Béninois mes frères, Béninoises mes sœurs, engagez-vous pour le Bénin, sauvez le Bénin de l’isolement dans lesquels il est en train de rentrer progressivement, et pour vous donner la preuve de cet isolement, soustrayez les différents accords que le régime de Boni Yayi a laissés, vous verrez qu’il ne reste plus rien. De façon concrète, les grands projets qui sont entre autres, Millenium Challenge Account pour près de 403 millions de dollars, ça été signé sous nous, le Programme indicatif national, avec l’Union européenne, au titre du 11e Fed, ça été signé sous nous. C’est ce même Programme qui a réaffecté récemment 26 milliards pour le coronavirus. De grands projets d’infrastructures comme la route Savalou-Djougou, la route Porto-Novo-Pobè, y compris la Rocade de Porto-Novo, sur cette route particulièrement, la seule chose qui a changé, c’est la surfacturation du prix au kilomètre linéaire. D’autres projets comme la télévision numérique, le programme de développement des infrastructures de télécommunications, tout ça a été conclu et finalisé sous Boni Yayi. Soustrayez ces projets de tout ce qui se passe aujourd’hui, et vous verrez qu’il  ne reste plus rien, même l’appui budgétaire de la Banque mondiale était déjà finalisé. C’est le problème avec le Pays-Bas qui avait différé sa signature. Et le recours massif aux emprunts marchands est la preuve que les pourvoyeurs de prêts concessionnels commencent par devenir réticents puisqu’il y a là des conditionnalités liées essentiellement au respect des droits démocratiques, au respect des droits de l’homme, toutes choses que les commerçants d’argent sur le marché financier ordinaire, n’observent pas nécessairement. C’est bien cela l’état actuel de notre pays. Mais tout ceci est possible, parce que les citoyens n’ont pas la moindre possibilité d’expression. C’est l’expression plurielle qui constitue le baromètre des dirigeants. Dans un pays où l’expression plurielle n’existe pas, il est évident que c’est la terre libre pour toutes les dérives possibles. Et ce qui rend possible tout ceci, c’est l’utilisation de la police,  de l’armée et surtout de la justice, comme moyens d’oppression, de réduction à néant des voix discordantes et de soumission à un esclavage, de type nouveau, de tous les citoyens qui décident de contester.

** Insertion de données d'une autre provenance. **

//! Terminal and JSON rendering of a dashboard snapshot.

use std::fmt::Write as _;

use anyhow::{Context, Result};
use itertools::Itertools;
use serde::Serialize;

use crate::{
    insights::InsightState,
    palette::Color,
    snapshot::Snapshot,
    table::TextTable,
};

#[derive(Debug, Clone, Copy, PartialEq, Eq, Default)]
pub struct RenderOptions {
    /// Paint a truecolor swatch next to each category.
    pub swatches: bool,
}

#[derive(Debug, Serialize)]
struct JsonReport<'a> {
    table: &'a str,
    #[serde(skip_serializing_if = "Option::is_none")]
    snapshot: Option<&'a Snapshot>,
    insights: &'a InsightState,
}

pub fn render_json(
    table: &str,
    snapshot: Option<&Snapshot>,
    insights: &InsightState,
) -> Result<String> {
    serde_json::to_string_pretty(&JsonReport {
        table,
        snapshot,
        insights,
    })
    .context("Serializing report")
}

pub fn render_text(
    table: &str,
    snapshot: Option<&Snapshot>,
    insights: &InsightState,
    options: RenderOptions,
) -> String {
    let mut output = String::new();
    let Some(snapshot) = snapshot else {
        let _ = writeln!(output, "No data in '{table}'.");
        return output;
    };

    let totals = snapshot.totals();
    let _ = writeln!(
        output,
        "{table}: {} row(s) | revenue {} | expenses {} | profit {} | margin {}",
        totals.row_count,
        money(totals.revenue),
        money(totals.expenses),
        money(totals.profit),
        percent(totals.margin_percent),
    );
    let _ = writeln!(
        output,
        "columns: {}",
        snapshot
            .role_keys
            .iter()
            .map(|(role, key)| format!("{role}={key}"))
            .join(", ")
    );
    output.push('\n');

    let mut monthly = TextTable::new(["month", "revenue", "expenses", "profit"])
        .titled("Monthly")
        .right(&[1, 2, 3]);
    for month in snapshot.monthly() {
        monthly.push(vec![
            month.month_label.clone(),
            money(month.revenue),
            money(month.expenses),
            money(month.profit),
        ]);
    }
    output.push_str(&monthly.render());
    output.push('\n');

    let mut categories =
        TextTable::new(["category", "revenue", "expenses", "profit", "margin", "color"])
            .titled("Categories")
            .right(&[1, 2, 3, 4]);
    for category in snapshot.categories() {
        categories.push(vec![
            category.name.clone(),
            money(category.revenue),
            money(category.expenses),
            money(category.profit),
            percent(category.margin_percent),
            color_cell(category.color, options),
        ]);
    }
    output.push_str(&categories.render());
    output.push('\n');

    let mut expenses = TextTable::new(["category", "expenses", "color"])
        .titled("Top categories by expense")
        .right(&[1]);
    for category in snapshot.top_expense_categories() {
        expenses.push(vec![
            category.name.clone(),
            money(category.expenses),
            color_cell(category.color, options),
        ]);
    }
    output.push_str(&expenses.render());
    output.push('\n');

    let mut profitable = TextTable::new(["row", "revenue", "profit"])
        .titled("Top rows by profit")
        .right(&[1, 2]);
    for row in snapshot.top_profit_rows() {
        profitable.push(vec![row.label.clone(), money(row.revenue), money(row.profit)]);
    }
    output.push_str(&profitable.render());

    if let Some(data) = insights.data() {
        output.push('\n');
        let _ = writeln!(output, "Insights");
        let _ = writeln!(output, "{}", data.summary);
        for trend in &data.trends {
            let _ = writeln!(output, "  trend: {trend}");
        }
        for anomaly in &data.anomalies {
            let _ = writeln!(output, "  anomaly: {anomaly}");
        }
    } else if *insights == InsightState::Pending {
        output.push_str("\nInsights: generating...\n");
    }
    output
}

fn money(value: f64) -> String {
    format!("{value:.2}")
}

fn percent(value: f64) -> String {
    format!("{value:.1}%")
}

fn color_cell(color: Color, options: RenderOptions) -> String {
    if !options.swatches {
        return color.hex().to_string();
    }
    match rgb(color.hex()) {
        Some((r, g, b)) => format!("\u{1b}[38;2;{r};{g};{b}m██\u{1b}[0m {}", color.hex()),
        None => color.hex().to_string(),
    }
}

fn rgb(hex: &str) -> Option<(u8, u8, u8)> {
    let digits = hex.strip_prefix('#')?;
    if digits.len() != 6 {
        return None;
    }
    let channel = |range: std::ops::Range<usize>| u8::from_str_radix(&digits[range], 16).ok();
    Some((channel(0..2)?, channel(2..4)?, channel(4..6)?))
}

Aux Béninoises et aux Béninois, je voudrais vous dire, je suis en quête d’une transformation morale à votre niveau, que vous puissiez savoir réellement l’état de notre pays et que cela puisse susciter en vous, l’envie de vous engager pour le Bénin. C’est ce que j’attends.

Quant aux jeunes, notamment les intellectuels opérant aux divers coins du monde, qui souhaitent revivre la fierté du Bénin qui a été toujours la leur, quant aux millions de populations qui meurent sous le silence, je voudrais vous dire ce qui suit, si vous voulez reconquérir vos libertés, la tranquillité dans l’esprit malgré la pauvreté, engagez-vous pour le Bénin. Dans les tous prochains jours, je vous dirai, après les consultations que je suis en train de faire en ce moment, mes options politiques. C’est sur ce, qu’à l’occasion de cette deuxième adresse, je voudrais vous remercier et vous rassurer encore qu’il n’y a pas matière à désespérer. Demain sera beau et il le sera.